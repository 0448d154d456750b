pub mod attachment;
pub mod conversation;
pub mod message;
pub mod provider;
pub mod user;

pub use attachment::StoredFile;
pub use conversation::{Conversation, DEFAULT_CONVERSATION_NAME};
pub use message::{Message, NewMessage, Role};
pub use provider::ProviderId;
pub use user::{Credits, User, UserPreferences};
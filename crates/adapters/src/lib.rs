//! Exchange adapters
//!
//! A venue-independent exchange contract ([`traits::Exchange`],
//! [`traits::OrderEntry`]) and its Kraken implementation. Strategies written
//! against the traits can be retargeted to any venue that has an adapter.
//!
//! # Example
//!
//! ```ignore
//! use adapters::assets::{Asset, TradingPair};
//! use adapters::config::KrakenConfig;
//! use adapters::kraken::KrakenExchange;
//! use adapters::traits::{with_deadline, Exchange};
//! use std::num::NonZeroUsize;
//! use std::time::Duration;
//!
//! let exchange = KrakenExchange::from_config(&KrakenConfig::default())?;
//! let pair = TradingPair::new(Asset::Xlm, Asset::Btc);
//! let depth = NonZeroUsize::new(10).unwrap();
//! let book = with_deadline(Duration::from_secs(5), exchange.get_order_book(&pair, depth)).await?;
//! ```

pub mod assets;
pub mod config;
pub mod error;
pub mod kraken;
pub mod number;
pub mod traits;

pub use assets::{Asset, AssetConverter, TradingPair};
pub use error::{ErrorKind, ExchangeError, Result};
pub use number::Number;
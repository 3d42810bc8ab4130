//! Kraken Exchange Adapter
//!
//! # Module Structure
//!
//! - [`account`] - Authentication, HTTP client, response envelope and type converters
//! - [`spot`] - [`KrakenExchange`], the contract implementation for Kraken Spot

pub mod account;
pub mod spot;

pub use account::{KrakenAuth, KrakenRestClient};
pub use spot::KrakenExchange;
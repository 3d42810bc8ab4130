//! Exact decimal values for prices, volumes and balances

use crate::error::{ExchangeError, Result};
use rust_decimal::prelude::ToPrimitive;
use rust_decimal::Decimal;
use std::fmt;
use std::hash::{Hash, Hasher};
use std::ops::Sub;
use std::str::FromStr;

/// Decimal number with an exact string view and a derived f64 view
///
/// Two numbers are equal when their exact strings are equal, so `1.50` and
/// `1.5` are distinct values. Use [`Number::value`] for numeric comparison.
#[derive(Clone, Copy, Debug, Default)]
pub struct Number(Decimal);

impl Number {
    pub const ZERO: Number = Number(Decimal::ZERO);

    pub fn value(&self) -> Decimal {
        self.0
    }

    /// Exact decimal text, scale preserved
    pub fn as_string(&self) -> String {
        self.0.to_string()
    }

    /// Float view derived from the decimal
    pub fn as_f64(&self) -> f64 {
        self.0.to_f64().unwrap_or(f64::NAN)
    }

    pub fn is_zero(&self) -> bool {
        self.0.is_zero()
    }

    pub fn is_positive(&self) -> bool {
        self.0 > Decimal::ZERO
    }

    pub fn is_negative(&self) -> bool {
        self.0 < Decimal::ZERO
    }

    /// Parses a venue decimal string, rejecting negative values
    ///
    /// `field` names the value in the error message.
    pub fn parse_non_negative(raw: &str, field: &str) -> Result<Number> {
        let n: Number = raw
            .parse()
            .map_err(|e: ExchangeError| ExchangeError::parse(format!("{}: {}", field, e)))?;
        if n.is_negative() {
            return Err(ExchangeError::parse(format!("{} is negative: {}", field, raw)));
        }
        Ok(n)
    }

    /// Exact product, or `Parse` when it does not fit a decimal
    pub fn checked_mul(&self, rhs: Number) -> Result<Number> {
        self.0
            .checked_mul(rhs.0)
            .map(Number)
            .ok_or_else(|| ExchangeError::parse(format!("{} * {} overflows", self, rhs)))
    }
}

impl FromStr for Number {
    type Err = ExchangeError;

    fn from_str(s: &str) -> Result<Self> {
        let trimmed = s.trim();
        Decimal::from_str(trimmed)
            .or_else(|_| Decimal::from_scientific(trimmed))
            .map(Number)
            .map_err(|_| ExchangeError::parse(format!("not a decimal: {:?}", s)))
    }
}

impl PartialEq for Number {
    fn eq(&self, other: &Self) -> bool {
        self.0.mantissa() == other.0.mantissa() && self.0.scale() == other.0.scale()
    }
}

impl Eq for Number {}

impl Hash for Number {
    fn hash<H: Hasher>(&self, state: &mut H) {
        self.0.mantissa().hash(state);
        self.0.scale().hash(state);
    }
}

impl fmt::Display for Number {
    fn fmt(&self, f: &mut fmt::Formatter<'_>) -> fmt::Result {
        write!(f, "{}", self.0)
    }
}

impl Sub for Number {
    type Output = Number;

    fn sub(self, rhs: Number) -> Number {
        Number(self.0 - rhs.0)
    }
}

#[cfg(test)]
mod tests {
    use super::*;

    #[test]
    fn keeps_exact_string() {
        let n: Number = "0.00002150".parse().unwrap();
        assert_eq!(n.as_string(), "0.00002150");
        assert!((n.as_f64() - 0.0000215).abs() < 1e-12);
    }

    #[test]
    fn equality_is_on_the_exact_string() {
        let a: Number = "1.50".parse().unwrap();
        let b: Number = "1.5".parse().unwrap();
        assert_ne!(a, b);
        assert_eq!(a.value(), b.value());
        assert_eq!(a, "1.50".parse::<Number>().unwrap());
    }

    #[test]
    fn rejects_garbage_and_negatives() {
        assert!("abc".parse::<Number>().is_err());
        let err = Number::parse_non_negative("-1.0", "volume").unwrap_err();
        assert!(err.to_string().contains("volume is negative"));
        assert!(Number::parse_non_negative("0", "balance").unwrap().is_zero());
    }

    #[test]
    fn arithmetic_stays_exact() {
        let price: Number = "0.1".parse().unwrap();
        let volume: Number = "0.2".parse().unwrap();
        assert_eq!(price.checked_mul(volume).unwrap().as_string(), "0.02");
        assert_eq!((volume - price).as_string(), "0.1");
    }

    #[test]
    fn oversized_product_is_a_parse_error() {
        let huge: Number = "79228162514264337593543950335".parse().unwrap();
        let two: Number = "2.0".parse().unwrap();
        let err = huge.checked_mul(two).unwrap_err();
        assert_eq!(err.kind(), crate::error::ErrorKind::Parse);
    }
}
// ============================================================================
// HTTP Client
// ============================================================================

/// HTTP client wrapper for Kraken REST API
///
/// Cheap to clone: `reqwest::Client` pools connections behind an `Arc`, and
/// clones share one nonce source so concurrent private calls never reuse a
/// nonce.
#[derive(Clone, Debug)]
pub struct KrakenRestClient {
    client: Client,
    auth: Option<KrakenAuth>,
    base_url: String,
    nonce: Arc<NonceSource>,
}

impl KrakenRestClient {
    fn build_client(timeout: Duration, connect_timeout: Duration) -> Result<Client> {
        Client::builder()
            .pool_max_idle_per_host(10)
            .pool_idle_timeout(Duration::from_secs(90))
            .timeout(timeout)
            .connect_timeout(connect_timeout)
            .tcp_keepalive(Duration::from_secs(60))
            .build()
            .map_err(|e| ExchangeError::Config(format!("Failed to build HTTP client: {}", e)))
    }

    /// Client for the production Spot REST API with default timeouts
    ///
    /// Pass `None` for public-only access.
    pub fn new_spot(auth: Option<KrakenAuth>) -> Result<Self> {
        Self::from_config(&KrakenConfig::default()).map(|c| c.with_auth(auth))
    }

    pub fn from_config(config: &KrakenConfig) -> Result<Self> {
        let client = Self::build_client(
            Duration::from_secs(config.timeout_secs),
            Duration::from_secs(config.connect_timeout_secs),
        )?;
        Ok(Self {
            client,
            auth: KrakenAuth::from_parts(&config.api_key, &config.api_secret),
            base_url: config.base_url.trim_end_matches('/').to_string(),
            nonce: Arc::new(NonceSource::default()),
        })
    }

    pub fn with_auth(mut self, auth: Option<KrakenAuth>) -> Self {
        self.auth = auth;
        self
    }

    pub fn with_base_url(mut self, base_url: impl Into<String>) -> Self {
        self.base_url = base_url.into().trim_end_matches('/').to_string();
        self
    }

    pub fn is_authenticated(&self) -> bool {
        self.auth.is_some()
    }

    /// Makes an unauthenticated GET request to a public endpoint
    ///
    /// # Errors
    ///
    /// `Network` on transport failure, `VenueReject` for HTTP or Kraken errors,
    /// `Parse` when the body does not match `T`.
    pub async fn get_public<T: for<'de> serde::Deserialize<'de>>(
        &self,
        endpoint: &str,
        params: Option<HashMap<String, String>>,
    ) -> Result<T> {
        let url = format!("{}{}", self.base_url, endpoint);
        let mut request = self.client.get(&url);

        if let Some(params) = &params {
            request = request.query(params);
        }

        debug!(endpoint, ?params, "kraken public request");

        let response = request.send().await?;
        let status = response.status();
        let body = response.text().await?;

        decode_envelope(endpoint, status, &body)
    }

    /// Makes an authenticated POST request to a private endpoint
    ///
    /// # Authentication Flow
    ///
    /// 1. Takes the next nonce
    /// 2. URL-encodes the parameters plus nonce into the POST body
    /// 3. Signs path + body with the API secret
    /// 4. Sends `API-Key` and `API-Sign` headers
    ///
    /// # Errors
    ///
    /// `Unauthenticated` before any I/O when the client has no credentials;
    /// otherwise as [`get_public`](Self::get_public).
    pub async fn post_private<T: for<'de> serde::Deserialize<'de>>(
        &self,
        endpoint: &str,
        params: HashMap<String, String>,
    ) -> Result<T> {
        let auth = self.auth.as_ref().ok_or(ExchangeError::Unauthenticated)?;

        let nonce = self.nonce.next();
        let mut all_params = params;
        all_params.insert("nonce".to_string(), nonce.to_string());

        let postdata = serde_urlencoded::to_string(&all_params)
            .map_err(|e| ExchangeError::parse(format!("Failed to encode request: {}", e)))?;
        let signature = auth.sign_request(endpoint, nonce, &postdata)?;

        debug!(endpoint, nonce, "kraken private request");

        let url = format!("{}{}", self.base_url, endpoint);
        let response = self
            .client
            .post(&url)
            .header("API-Key", &auth.api_key)
            .header("API-Sign", signature)
            .header("Content-Type", "application/x-www-form-urlencoded")
            .body(postdata)
            .send()
            .await?;

        let status = response.status();
        let body = response.text().await?;

        decode_envelope(endpoint, status, &body)
    }
}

::::::::::

▶ **TASK DIRECTIONS**:
Pull each line containing the word "next" out of the data above.

▶ **ANSWER SPACE**:
    /// 1. Takes the next nonce
        let nonce = self.nonce.next();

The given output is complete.